The IMF published a press statement last night following the conclusion of the long-awaited staff mission to conduct the 2019 Article IV consultation.
The statement notes the (still) difficult economic situation, with large fiscal deficits, rising debt service and pubic debt, the accumulation of domestic reserves, and low reserve coverage. Staff expect real GDP growth to slow to 2.3% this year, from 3.7% in 2018, due to weaker agricultural production caused by drought, although it does suggest medium-term growth prospects are brighter. Inflation, which is close to the upper band of the central bank's inflation target, is projected to rise over the course of 2019.
Crucially, the IMF projects that the 2018 fiscal deficit reached 10% of GDP (commitment basis, including arrears) and that public debt rose to 73.1% of GDP (PPG basis, including domestic arrears). Reserves, however, stood at just 1.7 months of imports at end-March 2019.
In terms of policy advice, staff recommended a large up-front and sustained fiscal effort. This should include avoiding contracting any new non-concessional debt, revenue raising measures, preventing the build-up of new arrears, and aligning the pace of public investment with available fiscal space.
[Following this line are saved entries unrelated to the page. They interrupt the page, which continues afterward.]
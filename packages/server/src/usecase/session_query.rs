//! UseCase: セッションの参照系（詳細、メッセージ、統計）
//!
//! いずれも読み取り専用で、セッションの gate は取らない。

use std::sync::Arc;

use crate::domain::{
    ChatMessage, ClientId, ConnectionManager, MessageQuery, MessageStore, RelayError, Session,
    SessionId, SessionRegistry, SessionStatistics,
};

/// Session metadata together with its live state
#[derive(Debug, Clone)]
pub struct SessionDetail {
    pub session: Session,
    /// Currently connected participants, sorted
    pub participants: Vec<ClientId>,
    pub viewer_count: usize,
    pub total_messages: usize,
}

/// セッション詳細取得のユースケース
pub struct GetSessionDetailUseCase {
    registry: Arc<dyn SessionRegistry>,
    store: Arc<dyn MessageStore>,
    connections: Arc<dyn ConnectionManager>,
}

impl GetSessionDetailUseCase {
    pub fn new(
        registry: Arc<dyn SessionRegistry>,
        store: Arc<dyn MessageStore>,
        connections: Arc<dyn ConnectionManager>,
    ) -> Self {
        Self {
            registry,
            store,
            connections,
        }
    }

    pub async fn execute(&self, session_id: &SessionId) -> Result<SessionDetail, RelayError> {
        let session = self.registry.get(session_id).await?;
        let total_messages = self.store.count(session_id).await?;
        let participants = self
            .connections
            .participants(session_id)
            .await
            .into_iter()
            .filter_map(|c| c.client_id)
            .collect();
        let viewer_count = self.connections.viewers(session_id).await.len();

        Ok(SessionDetail {
            session,
            participants,
            viewer_count,
            total_messages,
        })
    }
}

/// メッセージログ取得のユースケース
pub struct GetSessionMessagesUseCase {
    store: Arc<dyn MessageStore>,
}

impl GetSessionMessagesUseCase {
    pub fn new(store: Arc<dyn MessageStore>) -> Self {
        Self { store }
    }

    /// 全ログをシーケンス順に、フィルタを適用して返す
    pub async fn execute(
        &self,
        session_id: &SessionId,
        query: &MessageQuery,
    ) -> Result<Vec<ChatMessage>, RelayError> {
        let messages = self.store.all(session_id).await?;
        Ok(query.apply(messages))
    }
}

/// 統計取得のユースケース
pub struct GetSessionStatisticsUseCase {
    store: Arc<dyn MessageStore>,
}

impl GetSessionStatisticsUseCase {
    pub fn new(store: Arc<dyn MessageStore>) -> Self {
        Self { store }
    }

    pub async fn execute(&self, session_id: &SessionId) -> Result<SessionStatistics, RelayError> {
        let messages = self.store.all(session_id).await?;
        Ok(SessionStatistics::compute(&messages))
    }
}
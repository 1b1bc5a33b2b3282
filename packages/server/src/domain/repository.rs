//! Repository trait 定義
//!
//! Session Registry と Message Store のインターフェース。
//! 具体的な実装は Infrastructure 層が提供します（依存性の逆転）。
//! Registry がセッションとそのメッセージログを排他的に所有するため、
//! 両 trait は同じ実装で提供される想定です。

use async_trait::async_trait;

use super::{
    entity::{ChatMessage, CreateSession, MessageDraft, Session},
    error::RelayError,
    value_object::{ClientId, PasswordHash, SessionId, Timestamp},
};

/// Session Registry trait
///
/// セッション ID からメタデータ（パスワード、作成時刻、終了状態）を引く。
#[cfg_attr(test, mockall::automock)]
#[async_trait]
pub trait SessionRegistry: Send + Sync {
    /// セッションを作成、既に存在する場合はパスワードを検証して返す（ID について冪等）
    async fn create_or_get(
        &self,
        request: CreateSession,
        now: Timestamp,
    ) -> Result<Session, RelayError>;

    /// セッションを終了状態にする
    ///
    /// 新たに終了した場合は `Ok(true)`、既に終了済みなら `Ok(false)`（エラーではない）。
    async fn end(&self, session_id: &SessionId, now: Timestamp) -> Result<bool, RelayError>;

    /// セッションを取得
    async fn get(&self, session_id: &SessionId) -> Result<Session, RelayError>;

    /// 全セッションを作成日時の降順で取得
    async fn list(&self) -> Vec<Session>;

    /// 参加者のユーザーパスワードを検証する（保存はしない）
    ///
    /// 未登録のクライアント ID に初めてパスワードが指定された場合は、その hash を返す。
    async fn authorize_participant(
        &self,
        session_id: &SessionId,
        client_id: &ClientId,
        user_password: Option<String>,
    ) -> Result<Option<PasswordHash>, RelayError>;

    /// 登録に成功した接続のユーザーパスワードを紐づける（既存の紐づけは変更しない）
    async fn bind_user_password(
        &self,
        session_id: &SessionId,
        client_id: &ClientId,
        hash: PasswordHash,
    ) -> Result<(), RelayError>;

    /// 終了済みセッションをメッセージログごと削除する
    ///
    /// 存在しなければ `SessionNotFound`、まだ終了していなければ `SessionActive`。
    async fn delete(&self, session_id: &SessionId) -> Result<Session, RelayError>;
}

/// Message Store trait
///
/// セッションごとの追記専用ログ。リプレイの唯一の情報源。
#[async_trait]
pub trait MessageStore: Send + Sync {
    /// メッセージを追記し、シーケンス番号を振った保存済みメッセージを返す
    ///
    /// 終了済みセッションへの追記は `SessionEnded` で失敗する。
    async fn append(
        &self,
        session_id: &SessionId,
        draft: MessageDraft,
    ) -> Result<ChatMessage, RelayError>;

    /// カットオフ以降（timestamp >= cutoff）のメッセージをシーケンス順に取得
    async fn since(
        &self,
        session_id: &SessionId,
        cutoff: Timestamp,
    ) -> Result<Vec<ChatMessage>, RelayError>;

    /// 全メッセージをシーケンス順に取得
    async fn all(&self, session_id: &SessionId) -> Result<Vec<ChatMessage>, RelayError>;

    /// メッセージ件数
    async fn count(&self, session_id: &SessionId) -> Result<usize, RelayError>;
}
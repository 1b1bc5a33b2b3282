//! Terminal client for the hiroba chat relay.

pub mod domain;
pub mod error;
mod formatter;
mod runner;
mod session;
mod ui;

pub use runner::run_client;
pub use session::{SessionOutcome, run_client_session};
Staff did, however, welcome new legislation on various aspects of PFM, including budgetary planning and granting of loans and guarantees.
We make two observations:
- Despite reporting the dire fiscal situation, there is no mention in the statement that the authorities either recognise the position or intend to do anything about it. The statement notes a "frank and collaborative" discussion, but there is no mention of the authorities' policy response or their view on the Fund's policy advice. Our sense of policy drift since the 2017 Article IV was completed in October 2017 continues. Of course, more details may be available in due course, along with the authorities' view and policy intentions, and upon the board approval of the Article IV.
- There is no mention of appetite for, and discussion of, a Fund programme or renewing programme discussions. Given the context, this may not be surprising as the mission was specifically an Article IV mission not a programme discussion. But this was an opportunity for the authorities to refresh their appetite for a programme (as did, for instance, Tajikistan in the staff's 2017 Article IV mission in May 2017). IMF programme discussions were put on ice following the 2017 Article IV and despite occasional words of reassurance from the ministry of finance, it seems we’re no nearer now than we were then (the inference being obvious: that the government is currently unable or unwilling to implement the adjustment necessary and produce fiscal and borrowing plans consistent with the IMF DSA). We expect the IMF will have to update its DSA in the Article IV, but the headline numbers reported in this press statement confirm our view that as time has passed, and policy has drifted, the starting point for any programme discussion – assuming the authorities still want one – is worse now than it was two years ago, and so the policy effort required is now even greater.
The Article IV is expected to go to the board in coming months.
Our recommendation remains a Sell, as it has been for some time. The recent fall in bond prices now reflect the lack of progress on the programme discussions.